In one embodiment, the operation instruction further includes a delete key operation instruction, and the performing, by the database access module, corresponding operations on the target data table based on the operation instruction further includes:

the database access module performs corresponding operations on the target data table based on the operation instruction, and the corresponding operations further include:

and deleting the target data table.

When an application program has a requirement for deleting key values from a target database, a deleting key value operation instruction is generated based on a data table access handle, the deleting key value operation instruction is sent to a key value storage module, the key value storage module sends the deleting key value operation instruction to a database access module, the database access module deletes the key values corresponding to all keys in the target database based on the deleting key value operation instruction, if the deleting is successful, an operation result of successful deleting is returned, and if the deleting is failed, an operation result of failed deleting is returned. The database is used for storing data, so that when an application program deletes key values of the data, the stability of operation is guaranteed, and the persistent storage of the data is guaranteed.

When an application program has a requirement for deleting a data table from a target database, a data table deleting operation instruction is generated based on a data table access handle, the data table deleting operation instruction is sent to a key value storage module, the key value storage module sends the data table deleting operation instruction to a database access module, the database access module obtains a table name of the target data table to be deleted based on the data table deleting operation instruction, the target data table in the target database is deleted according to the table name of the target data table, if the deletion is successful, an operation result of successful deletion is returned, and if the deletion is failed, an operation result of failed deletion is returned. The database is used for storing data, so that when the application program deletes the data table from the data, the stability of operation is guaranteed, and the persistent storage of the data is guaranteed.

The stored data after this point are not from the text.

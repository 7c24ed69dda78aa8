use async_trait::async_trait;
use bytes::Bytes;
use std::fmt;
use std::sync::Arc;
use std::time::Duration;
use tokio::task::JoinHandle;
use tokio::time::interval;
use tracing::debug;
use webrtc::api::media_engine::MIME_TYPE_OPUS;
use webrtc::media::Sample;
use webrtc::rtp_transceiver::rtp_codec::RTCRtpCodecCapability;
use webrtc::track::track_local::track_local_static_sample::TrackLocalStaticSample;
use webrtc::track::track_local::TrackLocal;

use crate::error::CaptureError;

pub type LocalTrack = Arc<dyn TrackLocal + Send + Sync>;

/// Tracks owned by the capture side. The session only attaches them.
#[derive(Clone)]
pub struct LocalStream {
    pub id: String,
    pub tracks: Vec<LocalTrack>,
    _pump: Option<Arc<Pump>>,
}

impl LocalStream {
    pub fn new(id: impl Into<String>, tracks: Vec<LocalTrack>) -> Self {
        Self {
            id: id.into(),
            tracks,
            _pump: None,
        }
    }

    pub fn track_ids(&self) -> Vec<String> {
        self.tracks.iter().map(|t| t.id().to_owned()).collect()
    }
}

impl fmt::Debug for LocalStream {
    fn fmt(&self, f: &mut fmt::Formatter<'_>) -> fmt::Result {
        f.debug_struct("LocalStream")
            .field("id", &self.id)
            .field("tracks", &self.track_ids())
            .finish()
    }
}

/// Media-capture collaborator.
#[async_trait]
pub trait MediaCapture: Send + Sync {
    async fn local_stream(&self) -> Result<LocalStream, CaptureError>;
}

struct Pump(JoinHandle<()>);

impl Drop for Pump {
    fn drop(&mut self) {
        self.0.abort();
    }
}

// Opus DTX silence frame.
const OPUS_SILENCE: [u8; 3] = [0xf8, 0xff, 0xfe];
const FRAME_DURATION: Duration = Duration::from_millis(20);

/// Capture provider that needs no hardware: one Opus audio track fed with
/// silence frames until the last clone of the stream is dropped.
#[derive(Debug, Clone)]
pub struct SilentCapture {
    stream_id: String,
}

impl SilentCapture {
    pub fn new(stream_id: impl Into<String>) -> Self {
        Self {
            stream_id: stream_id.into(),
        }
    }
}

impl Default for SilentCapture {
    fn default() -> Self {
        Self::new("webrtc-pair")
    }
}

#[async_trait]
impl MediaCapture for SilentCapture {
    async fn local_stream(&self) -> Result<LocalStream, CaptureError> {
        let audio_track = Arc::new(TrackLocalStaticSample::new(
            RTCRtpCodecCapability {
                mime_type: MIME_TYPE_OPUS.to_owned(),
                clock_rate: 48000,
                channels: 2,
                ..Default::default()
            },
            "audio".to_owned(),
            self.stream_id.clone(),
        ));
        let writer = audio_track.clone();
        let pump = tokio::spawn(async move {
            let mut ticker = interval(FRAME_DURATION);
            loop {
                ticker.tick().await;
                let sample = Sample {
                    data: Bytes::from_static(&OPUS_SILENCE),
                    duration: FRAME_DURATION,
                    ..Default::default()
                };
                if let Err(e) = writer.write_sample(&sample).await {
                    debug!("Silence frame not written: {}", e);
                }
            }
        });

        Ok(LocalStream {
            id: self.stream_id.clone(),
            tracks: vec![audio_track as LocalTrack],
            _pump: Some(Arc::new(Pump(pump))),
        })
    }
}
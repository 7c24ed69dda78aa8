use std::collections::HashSet;
use std::sync::atomic::{AtomicU64, Ordering};
use std::sync::Arc;
use tokio::sync::mpsc;
use tracing::{debug, info, warn};

use crate::capture::LocalStream;
use crate::connection::Role;
use crate::engine::{MediaEngine, PeerConnection};
use crate::event::{AttemptEventKind, EngineSink, EventSender};
use crate::signaling::{IceCandidate, SessionDescription};

enum Op {
    Attach(LocalStream),
    CreateOffer,
    AcceptOffer(SessionDescription),
    AcceptAnswer(SessionDescription),
    AddCandidate(IceCandidate),
}

struct Attempt {
    generation: u64,
    ops: mpsc::UnboundedSender<Op>,
}

/// Owns the single connection resource of a room membership.
///
/// Each resource lives inside an attempt worker task that runs engine
/// operations strictly in the order they were requested and posts their
/// results back onto the session queue tagged with the attempt generation.
/// `close` bumps the generation, so anything still queued or in flight for
/// the old attempt is skipped or discarded.
pub struct ConnectionManager {
    engine: Arc<dyn MediaEngine>,
    events: EventSender,
    generation: Arc<AtomicU64>,
    attempt: Option<Attempt>,
    local_stream: Option<LocalStream>,
    // Remote candidates that arrived while no attempt existed.
    waiting: Vec<IceCandidate>,
}

impl ConnectionManager {
    pub fn new(engine: Arc<dyn MediaEngine>, events: EventSender) -> Self {
        Self {
            engine,
            events,
            generation: Arc::new(AtomicU64::new(0)),
            attempt: None,
            local_stream: None,
            waiting: Vec::new(),
        }
    }

    pub fn generation(&self) -> u64 {
        self.generation.load(Ordering::SeqCst)
    }

    /// True when `generation` names the live attempt.
    pub fn is_current(&self, generation: u64) -> bool {
        self.attempt
            .as_ref()
            .is_some_and(|attempt| attempt.generation == generation)
    }

    /// Returns the live attempt's generation, spawning a new resource if
    /// there is none.
    pub fn create(&mut self) -> u64 {
        if let Some(attempt) = &self.attempt {
            return attempt.generation;
        }

        let generation = self.generation();
        let (ops_tx, ops_rx) = mpsc::unbounded_channel();
        let sink = EngineSink::new(generation, self.events.clone());
        tokio::spawn(run_attempt(
            self.engine.clone(),
            sink,
            self.generation.clone(),
            ops_rx,
        ));
        info!("Created connection resource for attempt {}", generation);

        let attempt = Attempt {
            generation,
            ops: ops_tx,
        };
        if let Some(stream) = &self.local_stream {
            let _ = attempt.ops.send(Op::Attach(stream.clone()));
        }
        if !self.waiting.is_empty() {
            debug!(
                "Handing {} early remote candidates to attempt {}",
                self.waiting.len(),
                generation
            );
        }
        for candidate in self.waiting.drain(..) {
            let _ = attempt.ops.send(Op::AddCandidate(candidate));
        }
        self.attempt = Some(attempt);
        generation
    }

    /// Attaches every track of `stream`, now or as soon as a resource exists.
    pub fn attach_local_tracks(&mut self, stream: LocalStream) {
        if let Some(attempt) = &self.attempt {
            let _ = attempt.ops.send(Op::Attach(stream.clone()));
        }
        self.local_stream = Some(stream);
    }

    pub fn create_offer(&mut self) -> u64 {
        self.submit(Op::CreateOffer)
    }

    /// Applies the peer's offer, then creates the local answer.
    pub fn accept_offer(&mut self, sdp: SessionDescription) -> u64 {
        self.submit(Op::AcceptOffer(sdp))
    }

    /// Applies the peer's answer to our offer.
    pub fn set_remote_description(&mut self, sdp: SessionDescription) -> u64 {
        self.submit(Op::AcceptAnswer(sdp))
    }

    /// Hands a remote candidate to the live attempt, which holds it back
    /// until a remote description has been applied. Without an attempt the
    /// candidate waits for the next `create`.
    pub fn add_candidate(&mut self, candidate: IceCandidate) {
        match &self.attempt {
            Some(attempt) => {
                let _ = attempt.ops.send(Op::AddCandidate(candidate));
            }
            None => {
                debug!("No connection resource yet, holding remote candidate");
                self.waiting.push(candidate);
            }
        }
    }

    /// Releases the live resource and forgets every queued candidate.
    /// Returns false when there was no resource.
    pub fn close(&mut self) -> bool {
        self.waiting.clear();
        match self.attempt.take() {
            Some(attempt) => {
                self.generation.fetch_add(1, Ordering::SeqCst);
                info!("Closing connection resource for attempt {}", attempt.generation);
                true
            }
            None => false,
        }
    }

    fn submit(&mut self, op: Op) -> u64 {
        let generation = self.create();
        if let Some(attempt) = &self.attempt {
            let _ = attempt.ops.send(op);
        }
        generation
    }
}

async fn run_attempt(
    engine: Arc<dyn MediaEngine>,
    sink: EngineSink,
    current: Arc<AtomicU64>,
    mut ops: mpsc::UnboundedReceiver<Op>,
) {
    let generation = sink.generation();
    let connection = match engine.create_connection(sink.clone()).await {
        Ok(connection) => connection,
        Err(e) => {
            warn!("Connection resource for attempt {} failed: {}", generation, e);
            sink.post(AttemptEventKind::ResourceFailed(e));
            return;
        }
    };

    let mut worker = AttemptWorker::new(connection, sink.clone());
    while let Some(op) = ops.recv().await {
        if current.load(Ordering::SeqCst) != generation {
            break;
        }
        worker.run(op).await;
    }

    let result = worker.connection.close().await;
    debug!("Attempt {} released", generation);
    sink.post(AttemptEventKind::Closed(result));
}

struct AttemptWorker {
    connection: Arc<dyn PeerConnection>,
    sink: EngineSink,
    role: Option<Role>,
    remote_applied: bool,
    pending: Vec<IceCandidate>,
    seen: HashSet<IceCandidate>,
    attached: HashSet<String>,
}

impl AttemptWorker {
    fn new(connection: Arc<dyn PeerConnection>, sink: EngineSink) -> Self {
        Self {
            connection,
            sink,
            role: None,
            remote_applied: false,
            pending: Vec::new(),
            seen: HashSet::new(),
            attached: HashSet::new(),
        }
    }

    async fn run(&mut self, op: Op) {
        match op {
            Op::Attach(stream) => self.attach(stream).await,
            Op::CreateOffer => {
                if self.role.is_some() {
                    debug!("Attempt already has a {:?} role, offer skipped", self.role);
                    return;
                }
                self.role = Some(Role::Offerer);
                let result = self.connection.create_local_description(Role::Offerer).await;
                self.sink.post(AttemptEventKind::LocalDescription {
                    role: Role::Offerer,
                    result,
                });
            }
            Op::AcceptOffer(sdp) => {
                if self.role.is_some() {
                    warn!("Offer for an attempt already acting as {:?}, skipped", self.role);
                    return;
                }
                self.role = Some(Role::Answerer);
                if !self.apply_remote(Role::Answerer, sdp).await {
                    return;
                }
                let result = self.connection.create_local_description(Role::Answerer).await;
                self.sink.post(AttemptEventKind::LocalDescription {
                    role: Role::Answerer,
                    result,
                });
            }
            Op::AcceptAnswer(sdp) => {
                if self.role != Some(Role::Offerer) || self.remote_applied {
                    warn!("Unexpected answer for this attempt, skipped");
                    return;
                }
                self.apply_remote(Role::Offerer, sdp).await;
            }
            Op::AddCandidate(candidate) => {
                if !self.seen.insert(candidate.clone()) {
                    debug!("Duplicate remote candidate dropped");
                    return;
                }
                if self.remote_applied {
                    self.apply_candidate(candidate).await;
                } else {
                    self.pending.push(candidate);
                }
            }
        }
    }

    async fn attach(&mut self, stream: LocalStream) {
        for track in stream.tracks {
            let id = track.id().to_owned();
            if self.attached.contains(&id) {
                continue;
            }
            match self.connection.add_track(track).await {
                Ok(()) => {
                    self.attached.insert(id);
                }
                Err(e) => {
                    self.sink.post(AttemptEventKind::ResourceFailed(e));
                    return;
                }
            }
        }
    }

    async fn apply_remote(&mut self, role: Role, sdp: SessionDescription) -> bool {
        match self.connection.apply_remote_description(role, sdp).await {
            Ok(()) => {
                self.remote_applied = true;
                self.sink.post(AttemptEventKind::RemoteDescriptionApplied(Ok(())));
                let pending = std::mem::take(&mut self.pending);
                if !pending.is_empty() {
                    debug!("Flushing {} buffered remote candidates", pending.len());
                }
                for candidate in pending {
                    self.apply_candidate(candidate).await;
                }
                true
            }
            Err(e) => {
                self.sink.post(AttemptEventKind::RemoteDescriptionApplied(Err(e)));
                false
            }
        }
    }

    async fn apply_candidate(&mut self, candidate: IceCandidate) {
        if let Err(e) = self.connection.add_ice_candidate(candidate).await {
            self.sink.post(AttemptEventKind::CandidateRejected(e));
        }
    }
}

Referring to fig. 6, according to a second aspect of the present disclosure, there is provided a data processing apparatus applied to a persistent storage module applied to an adaptive platform automobile open system architecture, where the persistent storage module includes a key value storage module and a database access module, the apparatus including:

an operation instruction receiving module 10, configured to receive, by the key value storage module, an operation instruction generated based on a data table access handle sent by the application program, where the data table access handle points to a target data table corresponding to the application program;

the operation instruction forwarding module 20 is used for the key value storage module to send the operation instruction to the database access module;

the operation execution module 30 is used for the database access module to perform corresponding operation on the target data table based on the operation instruction to generate an operation result;

an operation result sending module 40, configured to send the operation result to the key value storage module by the database access module;

and an operation result forwarding module 50, configured to send the operation result to the application program by the key value storage module.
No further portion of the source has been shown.